Monday, April 4, 2011

Hotel/Conference Center Train Halts; Mishap Averted

As readers of this blog will know, a public forum on the proposed hotel/conference center to replace the current Faculty Center structure is scheduled for April 6 (7 pm, Faculty Center). This forum was shaping up to be an unpleasant confrontation. However, it appears that the train has been halted before unfortunate consequences ensued.

The Council on Planning and Budget's (CPB's) negative evaluation of the project described in an earlier post - combined with other communications from faculty and senate committees - seems now to have led to a re-evaluation by the administration. After the CPB report was received by the senate, senate chair Ann Karagozian indicated in a letter of April 1 to the chancellor that the CPB's position was now the senate's official position:

"As you know, per Senate bylaws, CPB “specifically reviews and formally articulates a Senate view regarding the campus budget and each major campus space-use and building project at each project's proposal, planning, and building stages” ( As such, CPB’s opinion in the attached document constitutes the Senate’s official view on this proposed project at this time." Her full letter is at

In response to the CPB evaluation and the Karagozian letter, Vice Chancellor for Finance, Budget, and Capital Programs Steve Olsen wrote a lengthy letter commenting on the CPB's evaluation. You can read his comments at VC Olsen indicates that a review of the entire project will be undertaken in light of the criticisms received.
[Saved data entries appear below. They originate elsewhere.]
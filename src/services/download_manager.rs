use std::path::Path;
use std::sync::{Arc, Mutex};
use std::time::{Duration, Instant};

use futures_util::StreamExt;
use tokio::io::AsyncWriteExt;
use tokio::sync::watch;
use tokio::time::sleep;

use crate::errors::{EngineError, Result};
use crate::models::{DownloadProgress, InstallationStatus, ProgressCallback, StatusCallback};

pub const DEFAULT_MAX_RETRIES: u32 = 3;
const PROGRESS_INTERVAL: Duration = Duration::from_millis(500);
const MAX_BACKOFF: Duration = Duration::from_secs(10);

#[derive(Clone, Copy, Debug, PartialEq, Eq)]
enum DownloadControl {
    Running,
    Cancelled,
}

/// Owned handle for one in-flight transfer. Cloned freely; triggering it
/// aborts the transfer and removes the partial destination file.
#[derive(Clone)]
pub struct CancelHandle {
    control: watch::Sender<DownloadControl>,
}

impl CancelHandle {
    pub fn new() -> Self {
        let (control, _rx) = watch::channel(DownloadControl::Running);
        Self { control }
    }

    pub fn cancel(&self) {
        let _ = self.control.send(DownloadControl::Cancelled);
    }

    pub fn is_cancelled(&self) -> bool {
        *self.control.borrow() == DownloadControl::Cancelled
    }
}

impl Default for CancelHandle {
    fn default() -> Self {
        Self::new()
    }
}

/// Resilient transfer of one remote object to a local path.
///
/// At most one transfer is in flight process-wide; a second caller waits
/// for the slot. The handle of the active transfer is kept so it can be
/// aborted from outside the install call.
#[derive(Clone)]
pub struct DownloadManager {
    client: reqwest::Client,
    transfer_slot: Arc<tokio::sync::Mutex<()>>,
    active: Arc<Mutex<Option<CancelHandle>>>,
}

impl DownloadManager {
    pub fn new() -> Self {
        let client = reqwest::Client::builder()
            .timeout(Duration::from_secs(300))
            .pool_max_idle_per_host(4)
            .build()
            .unwrap_or_default();

        Self {
            client,
            transfer_slot: Arc::new(tokio::sync::Mutex::new(())),
            active: Arc::new(Mutex::new(None)),
        }
    }

    /// Cancel whichever transfer currently holds the slot, if any.
    pub fn abort_active(&self) {
        if let Ok(active) = self.active.lock() {
            if let Some(handle) = active.as_ref() {
                handle.cancel();
            }
        }
    }

    /// Download `url` to `destination` with retries and cooperative
    /// cancellation. Any failure leaves no partial file behind.
    pub async fn download(
        &self,
        url: &str,
        destination: &Path,
        on_progress: Option<&ProgressCallback>,
        on_status: Option<&StatusCallback>,
        max_retries: u32,
        token: &CancelHandle,
    ) -> Result<()> {
        let _slot = self.transfer_slot.lock().await;
        if let Ok(mut active) = self.active.lock() {
            *active = Some(token.clone());
        }

        let result = self
            .download_with_retry(url, destination, on_progress, on_status, max_retries, token)
            .await;

        if let Ok(mut active) = self.active.lock() {
            *active = None;
        }
        result
    }

    async fn download_with_retry(
        &self,
        url: &str,
        destination: &Path,
        on_progress: Option<&ProgressCallback>,
        on_status: Option<&StatusCallback>,
        max_retries: u32,
        token: &CancelHandle,
    ) -> Result<()> {
        let attempts = max_retries.max(1);
        let mut last_error = None;

        for attempt in 0..attempts {
            if attempt > 0 {
                let delay = backoff_delay(attempt);
                tracing::debug!(
                    "retry {}/{} for {} after {:?}",
                    attempt + 1,
                    attempts,
                    url,
                    delay
                );
                if let Some(callback) = on_status {
                    callback(InstallationStatus::phase(format!(
                        "Retrying download ({}/{})",
                        attempt + 1,
                        attempts
                    )));
                }
                sleep(delay).await;
            }

            if token.is_cancelled() {
                remove_partial(destination).await;
                return Err(EngineError::Cancelled);
            }

            match self
                .attempt_download(url, destination, on_progress, token)
                .await
            {
                Ok(()) => return Ok(()),
                Err(err) => {
                    remove_partial(destination).await;
                    if !err.is_retryable() {
                        tracing::warn!("download of {} failed without retry: {}", url, err);
                        return Err(err);
                    }
                    tracing::warn!("download attempt for {} failed: {}", url, err);
                    last_error = Some(err);
                }
            }
        }

        Err(last_error.unwrap_or(EngineError::Cancelled))
    }

    async fn attempt_download(
        &self,
        url: &str,
        destination: &Path,
        on_progress: Option<&ProgressCallback>,
        token: &CancelHandle,
    ) -> Result<()> {
        let response = self.client.get(url).send().await?;

        let status = response.status();
        if !status.is_success() {
            return Err(EngineError::Http {
                status: status.as_u16(),
                url: url.to_string(),
            });
        }

        if let Some(parent) = destination.parent() {
            tokio::fs::create_dir_all(parent).await?;
        }

        let total_size = response.content_length().unwrap_or(0);
        let mut downloaded: u64 = 0;
        let started = Instant::now();
        let mut last_emit: Option<Instant> = None;

        let mut file = tokio::fs::File::create(destination).await?;
        let mut stream = response.bytes_stream();

        while let Some(chunk_result) = stream.next().await {
            if token.is_cancelled() {
                return Err(EngineError::Cancelled);
            }

            let chunk = chunk_result?;
            file.write_all(&chunk).await?;
            downloaded += chunk.len() as u64;

            let due = last_emit.map_or(true, |at| at.elapsed() >= PROGRESS_INTERVAL);
            if due {
                if let Some(callback) = on_progress {
                    callback(make_progress(downloaded, total_size, started));
                }
                last_emit = Some(Instant::now());
            }
        }

        file.flush().await?;
        file.sync_all().await?;

        if let Some(callback) = on_progress {
            callback(make_progress(downloaded, total_size.max(downloaded), started));
        }

        tracing::info!("downloaded {} bytes from {}", downloaded, url);
        Ok(())
    }
}

impl Default for DownloadManager {
    fn default() -> Self {
        Self::new()
    }
}

fn backoff_delay(attempt: u32) -> Duration {
    let exponential = Duration::from_secs(1 << attempt.min(4));
    exponential.min(MAX_BACKOFF)
}

fn make_progress(downloaded: u64, total: u64, started: Instant) -> DownloadProgress {
    let elapsed = started.elapsed().as_secs_f64();
    let speed = if elapsed > 0.0 {
        (downloaded as f64 / elapsed) as u64
    } else {
        0
    };
    let remaining = total.saturating_sub(downloaded);
    let eta = if speed > 0 { remaining / speed } else { 0 };

    DownloadProgress {
        bytes_transferred: downloaded,
        bytes_total: total,
        percent: if total > 0 {
            (downloaded as f64 / total as f64) * 100.0
        } else {
            0.0
        },
        bytes_per_second: speed,
        eta_seconds: eta,
    }
}

async fn remove_partial(destination: &Path) {
    if tokio::fs::remove_file(destination).await.is_ok() {
        tracing::debug!("removed partial file {}", destination.display());
    }
}
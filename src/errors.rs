use std::io;
use std::path::PathBuf;

use thiserror::Error;

#[derive(Error, Debug)]
pub enum EngineError {
    #[error("Game directory could not be located: {0}")]
    TargetNotFound(String),
    #[error("Insufficient disk space: need {required} bytes, {available} available")]
    InsufficientSpace { required: u64, available: u64 },
    #[error("Network error: {0}")]
    Network(#[from] reqwest::Error),
    #[error("Server returned {status} for {url}")]
    Http { status: u16, url: String },
    #[error("Integrity check failed for {path}: expected {expected}, got {actual}")]
    Integrity {
        path: PathBuf,
        expected: String,
        actual: String,
    },
    #[error("Extraction failed: {0}")]
    Extraction(String),
    #[error("Permission denied: {0}")]
    Permission(String),
    #[error("I/O error: {0}")]
    Io(#[from] io::Error),
    #[error("Serialization error: {0}")]
    Serde(#[from] serde_json::Error),
    #[error("Download cancelled")]
    Cancelled,
    #[error("Embedded installer failed: {0}")]
    DelegatedInstaller(String),
    #[error("No translation installed for {0}")]
    NotInstalled(String),
    #[error("Config error: {0}")]
    Config(String),
}

pub type Result<T> = std::result::Result<T, EngineError>;

impl EngineError {
    /// Whether the download retry loop may attempt this operation again.
    pub fn is_retryable(&self) -> bool {
        match self {
            EngineError::Network(source) => source
                .status()
                .map_or(true, |status| status.is_server_error() || status.as_u16() == 429),
            EngineError::Http { status, .. } => *status >= 500 || *status == 429,
            EngineError::Io(source) => matches!(
                source.kind(),
                io::ErrorKind::Interrupted | io::ErrorKind::TimedOut | io::ErrorKind::WouldBlock
            ),
            _ => false,
        }
    }

    /// An unresolved target means the caller should prompt for a directory
    /// instead of just showing the message.
    pub fn needs_manual_selection(&self) -> bool {
        matches!(self, EngineError::TargetNotFound(_))
    }
}

#[cfg(test)]
mod tests {
    use super::*;

    #[test]
    fn client_errors_are_not_retryable() {
        let err = EngineError::Http {
            status: 404,
            url: "http://example.com/pack.zip".to_string(),
        };
        assert!(!err.is_retryable());

        let err = EngineError::Http {
            status: 503,
            url: "http://example.com/pack.zip".to_string(),
        };
        assert!(err.is_retryable());
    }

    #[test]
    fn cancellation_is_terminal() {
        assert!(!EngineError::Cancelled.is_retryable());
    }

    #[test]
    fn missing_target_requests_manual_selection() {
        let err = EngineError::TargetNotFound("some-game".to_string());
        assert!(err.needs_manual_selection());
        assert!(!EngineError::Cancelled.needs_manual_selection());
    }
}
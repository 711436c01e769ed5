use std::fs::{self, File};
use std::io;
use std::path::{Path, PathBuf};

#[cfg(target_os = "windows")]
use std::os::windows::process::CommandExt;

#[cfg(target_os = "windows")]
const CREATE_NO_WINDOW: u32 = 0x08000000;

pub fn write_atomic(path: &Path, contents: &[u8]) -> io::Result<()> {
    let temp_path = path.with_extension("tmp");
    if let Some(parent) = temp_path.parent() {
        fs::create_dir_all(parent)?;
    }
    let mut file = File::create(&temp_path)?;
    use std::io::Write;
    file.write_all(contents)?;
    file.sync_all()?;
    drop(file);
    fs::rename(temp_path, path)?;
    Ok(())
}

pub fn dir_size(path: &Path) -> io::Result<u64> {
    let mut total = 0;
    for entry in fs::read_dir(path)? {
        let entry = entry?;
        let metadata = entry.metadata()?;
        if metadata.is_dir() {
            total += dir_size(&entry.path())?;
        } else {
            total += metadata.len();
        }
    }
    Ok(total)
}

/// Collect every file under `root`, returned relative to `root`.
pub fn collect_files(root: &Path) -> io::Result<Vec<PathBuf>> {
    let mut files = Vec::new();
    collect_files_into(root, root, &mut files)?;
    Ok(files)
}

fn collect_files_into(root: &Path, dir: &Path, out: &mut Vec<PathBuf>) -> io::Result<()> {
    for entry in fs::read_dir(dir)? {
        let entry = entry?;
        let path = entry.path();
        if entry.metadata()?.is_dir() {
            collect_files_into(root, &path, out)?;
        } else if let Ok(relative) = path.strip_prefix(root) {
            out.push(relative.to_path_buf());
        }
    }
    Ok(())
}

pub fn copy_dir_recursive(source: &Path, target: &Path) -> io::Result<u32> {
    let mut copied = 0u32;
    fs::create_dir_all(target)?;
    for entry in fs::read_dir(source)? {
        let entry = entry?;
        let from = entry.path();
        let to = target.join(entry.file_name());
        if entry.metadata()?.is_dir() {
            copied += copy_dir_recursive(&from, &to)?;
        } else {
            if let Some(parent) = to.parent() {
                fs::create_dir_all(parent)?;
            }
            fs::copy(&from, &to)?;
            copied += 1;
        }
    }
    Ok(copied)
}

/// Remove now-empty directories from `start` up to (not including) `stop`.
pub fn prune_empty_parents(start: &Path, stop: &Path) {
    let mut current = start.to_path_buf();
    while current.starts_with(stop) && current != stop {
        match fs::read_dir(&current) {
            Ok(mut entries) => {
                if entries.next().is_some() {
                    break;
                }
            }
            Err(_) => break,
        }
        if fs::remove_dir(&current).is_err() {
            break;
        }
        if !current.pop() {
            break;
        }
    }
}

/// Mark a path hidden where the host filesystem supports it. Best-effort:
/// the dot-prefixed name already hides it on Unix.
pub fn hide_path(path: &Path) {
    #[cfg(target_os = "windows")]
    {
        let mut command = std::process::Command::new("attrib");
        command.arg("+h").arg(path);
        command.creation_flags(CREATE_NO_WINDOW);
        if let Err(err) = command.status() {
            tracing::debug!("could not hide {}: {}", path.display(), err);
        }
    }
    #[cfg(not(target_os = "windows"))]
    {
        let _ = path;
    }
}

#[cfg(test)]
mod tests {
    use super::*;
    use tempfile::tempdir;

    #[test]
    fn collect_files_walks_nested_dirs() {
        let dir = tempdir().unwrap();
        fs::create_dir_all(dir.path().join("a/b")).unwrap();
        fs::write(dir.path().join("top.txt"), b"x").unwrap();
        fs::write(dir.path().join("a/b/deep.txt"), b"y").unwrap();

        let mut files = collect_files(dir.path()).unwrap();
        files.sort();
        assert_eq!(files, vec![PathBuf::from("a/b/deep.txt"), PathBuf::from("top.txt")]);
    }

    #[test]
    fn prune_stops_at_non_empty_and_at_root() {
        let dir = tempdir().unwrap();
        let root = dir.path();
        fs::create_dir_all(root.join("a/b/c")).unwrap();
        fs::write(root.join("a/keep.txt"), b"k").unwrap();

        prune_empty_parents(&root.join("a/b/c"), root);

        assert!(!root.join("a/b").exists());
        assert!(root.join("a").exists());
        assert!(root.join("a/keep.txt").exists());
    }

    #[test]
    fn copy_dir_recursive_reports_file_count() {
        let src = tempdir().unwrap();
        let dst = tempdir().unwrap();
        fs::create_dir_all(src.path().join("sub")).unwrap();
        fs::write(src.path().join("one.bin"), b"1").unwrap();
        fs::write(src.path().join("sub/two.bin"), b"2").unwrap();

        let copied = copy_dir_recursive(src.path(), dst.path()).unwrap();
        assert_eq!(copied, 2);
        assert_eq!(fs::read(dst.path().join("sub/two.bin")).unwrap(), b"2");
    }
}
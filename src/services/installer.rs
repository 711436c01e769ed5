use std::collections::{BTreeMap, HashMap};
use std::io;
use std::path::{Path, PathBuf};
use std::sync::{Arc, Mutex};

use chrono::Utc;
use sysinfo::Disks;

use crate::errors::{EngineError, Result};
use crate::models::{
    ComponentName, ComponentState, InstallOptions, InstallSummary, InstallationManifest,
    InstallationStatus, PackageDescriptor, ProgressCallback, RemoteObject, StatusCallback,
    UninstallSummary,
};
use crate::services::backup::{self, BACKUP_DIR_NAME};
use crate::services::download_manager::{CancelHandle, DownloadManager};
use crate::services::manifest_store::ManifestStore;
use crate::services::{archive, integrity};
use crate::utils::file::{copy_dir_recursive, prune_empty_parents};
use crate::utils::paths;

#[cfg(target_os = "windows")]
use std::os::windows::process::CommandExt;

#[cfg(target_os = "windows")]
const CREATE_NO_WINDOW: u32 = 0x08000000;

/// Expected sizes are multiplied by this before the free-space comparison:
/// archive, extracted copy and final copy may coexist briefly.
const SPACE_HEADROOM_FACTOR: u64 = 3;

/// Resolves a game id to its install directory, probing candidate paths and
/// returning the first that exists on disk.
pub trait GameLocator: Send + Sync {
    fn locate(&self, game_id: &str) -> Option<PathBuf>;
}

/// Fixed candidate lists per game id.
#[derive(Default)]
pub struct StaticLocator {
    candidates: HashMap<String, Vec<PathBuf>>,
}

impl StaticLocator {
    pub fn new() -> Self {
        Self::default()
    }

    pub fn add_candidates(&mut self, game_id: impl Into<String>, paths: Vec<PathBuf>) {
        self.candidates.entry(game_id.into()).or_default().extend(paths);
    }
}

impl GameLocator for StaticLocator {
    fn locate(&self, game_id: &str) -> Option<PathBuf> {
        self.candidates
            .get(game_id)?
            .iter()
            .find(|path| path.is_dir())
            .cloned()
    }
}
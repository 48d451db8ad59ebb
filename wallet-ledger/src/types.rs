//! Core types for the ledger
//!
//! All types are designed for:
//! - Deterministic serialization (serde, bincode for the RocksDB backend)
//! - Exact arithmetic (Decimal for money, never floating point)

use chrono::{DateTime, Utc};
use rust_decimal::Decimal;
use serde::{Deserialize, Serialize};
use std::fmt;

/// Number of fractional digits carried by every balance and amount
pub const MONEY_SCALE: u32 = 8;

/// Wallet address: 64 lowercase hex characters (SHA-256 digest)
#[derive(Debug, Clone, PartialEq, Eq, PartialOrd, Ord, Hash, Serialize, Deserialize)]
pub struct Address(String);

impl Address {
    /// Length of a generated address in characters
    pub const LEN: usize = 64;

    /// Wrap an address string as supplied by a caller
    pub fn new(address: impl Into<String>) -> Self {
        Self(address.into())
    }

    /// Get as string
    pub fn as_str(&self) -> &str {
        &self.0
    }

    /// Get as bytes (storage key)
    pub fn as_bytes(&self) -> &[u8] {
        self.0.as_bytes()
    }
}

impl fmt::Display for Address {
    fn fmt(&self, f: &mut fmt::Formatter<'_>) -> fmt::Result {
        write!(f, "{}", self.0)
    }
}

impl From<&str> for Address {
    fn from(address: &str) -> Self {
        Self::new(address)
    }
}

impl From<String> for Address {
    fn from(address: String) -> Self {
        Self(address)
    }
}

/// Wallet row
#[derive(Debug, Clone, PartialEq, Serialize, Deserialize)]
pub struct Wallet {
    /// Unique, immutable address
    pub address: Address,

    /// Current balance, never negative
    pub balance: Decimal,

    /// Creation timestamp
    pub created_at: DateTime<Utc>,

    /// Last balance change
    pub updated_at: DateTime<Utc>,
}

impl Wallet {
    /// New wallet row stamped with the current time
    pub fn new(address: Address, balance: Decimal) -> Self {
        let now = Utc::now();
        Self {
            address,
            balance,
            created_at: now,
            updated_at: now,
        }
    }
}

/// Committed transfer record (immutable)
#[derive(Debug, Clone, PartialEq, Serialize, Deserialize)]
pub struct Transaction {
    /// Commit sequence number, strictly increasing
    pub id: u64,

    /// Sender address
    pub from: Address,

    /// Receiver address
    pub to: Address,

    /// Transferred amount, strictly positive
    pub amount: Decimal,

    /// Commit timestamp
    pub created_at: DateTime<Utc>,
}

/// Transfer record staged inside a unit of work, before commit assigns
/// its sequence number and timestamp
#[derive(Debug, Clone, PartialEq)]
pub struct NewTransaction {
    /// Sender address
    pub from: Address,
    /// Receiver address
    pub to: Address,
    /// Amount
    pub amount: Decimal,
}

impl NewTransaction {
    /// Finalize into a committed record
    pub fn into_committed(self, id: u64, created_at: DateTime<Utc>) -> Transaction {
        Transaction {
            id,
            from: self.from,
            to: self.to,
            amount: self.amount,
            created_at,
        }
    }
}

/// Rescale `amount` to [`MONEY_SCALE`] fractional digits.
///
/// Returns `None` when the value has more significant fractional digits than
/// the ledger carries, or is too large to be represented at that scale.
pub fn to_money_scale(amount: Decimal) -> Option<Decimal> {
    if amount.normalize().scale() > MONEY_SCALE {
        return None;
    }

    let mut scaled = amount;
    scaled.rescale(MONEY_SCALE);
    (scaled.scale() == MONEY_SCALE && scaled == amount).then_some(scaled)
}

/// Validate a transfer amount: strictly positive, representable at ledger scale
pub fn transfer_amount(amount: Decimal) -> crate::Result<Decimal> {
    if amount <= Decimal::ZERO {
        return Err(crate::Error::InvalidAmount(amount));
    }
    to_money_scale(amount).ok_or(crate::Error::InvalidAmount(amount))
}

/// Validate a starting balance: non-negative, representable at ledger scale
pub fn starting_balance(balance: Decimal) -> crate::Result<Decimal> {
    if balance < Decimal::ZERO {
        return Err(crate::Error::InvalidAmount(balance));
    }
    // -0 normalizes to 0
    to_money_scale(balance.abs()).ok_or(crate::Error::InvalidAmount(balance))
}
//! Wallet Ledger Core
//!
//! Wallet balances and atomic transfers over a pluggable transactional store.
//!
//! # Architecture
//!
//! - **Store capability**: [`LedgerStore`] / [`UnitOfWork`] with exclusive row
//!   locks and all-or-nothing commits
//! - **Transfer engine**: locks both wallets in address order, validates,
//!   debits, credits and records in one unit of work
//! - **Seeder**: concurrent, idempotent provisioning of startup wallets
//! - **Facade**: [`Ledger`] wires it together with logging and metrics
//!
//! # Invariants
//!
//! - Money conservation: transfers never change the sum of all balances
//! - Non-negativity: no committed balance is below zero
//! - Atomicity: a transfer's debit, credit and record commit together or not at all
//! - Ordering: transaction ids increase in commit order

#![forbid(unsafe_code)]
#![warn(missing_docs, rust_2018_idioms, clippy::all)]

pub mod config;
pub mod crypto;
pub mod error;
pub mod history;
pub mod ledger;
pub mod metrics;
pub mod seed;
pub mod store;
pub mod transfer;
pub mod types;
pub mod wallet;

// Re-exports
pub use config::{Config, StorageBackend};
pub use error::{Error, ErrorKind, Result};
pub use ledger::Ledger;
pub use metrics::Metrics;
pub use seed::SeedOutcome;
pub use store::{LedgerStore, MemoryStore, UnitOfWork};
#[cfg(feature = "rocksdb")]
pub use store::RocksStore;
pub use types::{Address, Transaction, Wallet, MONEY_SCALE};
In addition, the Olsen letter contains the following pledge at the end of the second paragraph:

"While this review is being conducted we will put on hold our current work in bringing forward for environmental review and Regental approval the proposed 282-bed project on the Faculty Center site."

Undoubtedly, there will be questions from the floor at the April 6th meeting aimed at clarifying the time frame for the review, the consultation process that it will incorporate, and other related matters.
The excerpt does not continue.